Publié le 27 octobre 2020 — par Angèle Leroy

© La Monnaie / Karl & Monika Foster

À l’occasion de l'exécution en concert de l’opéra Penthesilea de Pascal Dusapin, petit tour d’horizon des avatars musicaux de cette guerrière de la mythologie grecque.

— Pascal Dusapin - Penthesilea - extraits

 

En 1941, à l’heure de créer son héroïne Wonder Woman, William Moulton Marston choisit d’en faire une princesse amazone, afin de proposer aux jeunes filles un modèle de « féminité forte, libre et courageuse ». Un exemple parmi d’autres qui montre que le mythe antique des Amazones a fortement pénétré la culture populaire, accompagné d’ailleurs de représentations relativement saugrenues (comme cette idée, infondée à la fois historiquement et physiquement, qu’elles se couperaient le sein droit pour pouvoir tirer à l’arc) et de récits discordants – par exemple sur leur mode de vie (mettent-elles vraiment à mort leurs rejetons mâles, les estropient-elles ou se contentent-elles simplement de les rendre à leurs géniteurs ?).

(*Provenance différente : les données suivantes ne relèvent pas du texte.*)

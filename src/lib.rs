//! go-toolkit - helpers for everyday Go module work
//!
//! Two engines sit at the core of the crate:
//!
//! - **Path resolution**: short package identifiers (`cobra`, `spf13/cobra`)
//!   are expanded into full module paths (`github.com/spf13/cobra`) using a
//!   configured or discovered user and a validated hosting site.
//! - **Index pagination**: the Go module index is read page by page from a
//!   starting timestamp, with boundary de-duplication and page/result caps,
//!   then filtered locally by query and site.
//!
//! # Architecture Overview
//!
//! ## Resolution
//! - [`site`] - site shape validation and the known-site allowlist
//! - [`packagepath`] - identifier to module path expansion
//! - [`config`] - `gtk-config.toml`, credential files and user resolution
//!
//! ## Index
//! - [`index`] - index records, the fetch capability and its HTTP binding,
//!   pagination and filtering
//!
//! ## Supporting Modules
//! - [`cli`] - the `go-toolkit` command-line interface
//! - [`core`] - error types and user-facing error formatting
//! - [`runner`] - external `go` / `git` execution
//! - [`scaffold`] - package and project skeletons
//! - [`utils`] - filesystem and platform helpers
//! - [`constants`] - defaults shared across modules
//!
//! # Example
//!
//! ```rust
//! use go_toolkit::packagepath::resolve_module_path;
//!
//! let path = resolve_module_path("cobra", "github.com", "spf13").unwrap();
//! assert_eq!(path, "github.com/spf13/cobra");
//! ```

pub mod cli;
pub mod config;
pub mod constants;
pub mod core;
pub mod index;
pub mod packagepath;
pub mod runner;
pub mod scaffold;
pub mod site;
pub mod utils;

// test_utils module is available for both unit tests and integration tests
#[cfg(any(test, feature = "test-utils"))]
pub mod test_utils;
use predicates::prelude::*;

use crate::common::TestProject;

#[test]
fn test_scaffold_package() {
    let project = TestProject::new();

    project
        .cmd(&["scaffold", "internal/parser", "--readme"])
        .assert()
        .success()
        .stdout(predicate::str::contains("parser.go"));

    let package = project.work().join("internal").join("parser");
    assert_eq!(std::fs::read_to_string(package.join("parser.go")).unwrap(), "package parser\n");
    assert!(package.join("README.md").exists());
    assert!(!package.join("parser_test.go").exists());
}

#[test]
fn test_scaffold_writes_tests_when_configured() {
    let project = TestProject::new();
    project.write_config("[scaffold]\nwrite_tests = true\n");

    project.cmd(&["scaffold", "lexer"]).assert().success();

    let test_file = project.work().join("lexer").join("lexer_test.go");
    let content = std::fs::read_to_string(test_file).unwrap();
    assert!(content.contains("func TestLexer(t *testing.T)"));
}

#[test]
fn test_scaffold_keeps_existing_files() {
    let project = TestProject::new();
    let package = project.work().join("lexer");
    std::fs::create_dir_all(&package).unwrap();
    std::fs::write(package.join("lexer.go"), "package lexer\n\nvar keep = true\n").unwrap();

    project.cmd(&["scaffold", "lexer"]).assert().success();

    let content = std::fs::read_to_string(package.join("lexer.go")).unwrap();
    assert!(content.contains("var keep = true"));
}
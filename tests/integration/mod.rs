//! Integration test suite for go-toolkit
//!
//! End-to-end tests that run the compiled binary. None of them need a Go
//! toolchain: commands that would run `go` are exercised with `--dry-run` or
//! stop at validation.
//!
//! # Running Integration Tests
//!
//! ```bash
//! cargo test --test integration
//! ```
//!
//! # Test Organization
//!
//! - **config**: `config` subcommands and the persisted file
//! - **paths**: module path expansion through `add` / `remove` / `init`
//! - **scaffold**: package folders
//! - **search**: index search against a local index server

mod common;

mod config;
mod paths;
mod scaffold;
mod search;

Quoiqu’il en soit, ce peuple de femmes guerrières, refusant la société des hommes, inspire à la fois fascination et répulsion, d’abord aux Grecs, puis à l’Europe de la fin du Moyen Âge et surtout de l’époque moderne. Avant que le XVIIIe siècle ne les mette en scène à plusieurs reprises, Shakespeare y fait notamment référence dans Le Songe d’une nuit d’été, avec le personnage de la reine Hippolyte, qui doit épouser Thésée. Parfois présentée comme la sœur de cette dernière, Penthésilée, elle, s’illustre lors de la guerre de Troie – elle apparaît d’abord dans le « cycle troyen », puis chez Virgile, et plus tard encore chez Boccace… mais c’est Heinrich von Kleist qui lui fera connaître la célébrité.

 

 

La pièce, qui date de 1808, ne fut créée qu’en 1876, quelque soixante-cinq ans après la mort de Kleist. En cause, le fait qu’elle dépeint avec brutalité le meurtre et la mise en pièces d’Achille, dont elle est amoureuse, par Penthésilée, rendue folle par le conflit entre la loi qui lui interdit de choisir son partenaire et son amour pour le héros grec (il s’agit d’un renversement du mythe où c’est Achille qui tue Penthésilée), mais aussi certaines conventions de récit difficiles à mettre en scène.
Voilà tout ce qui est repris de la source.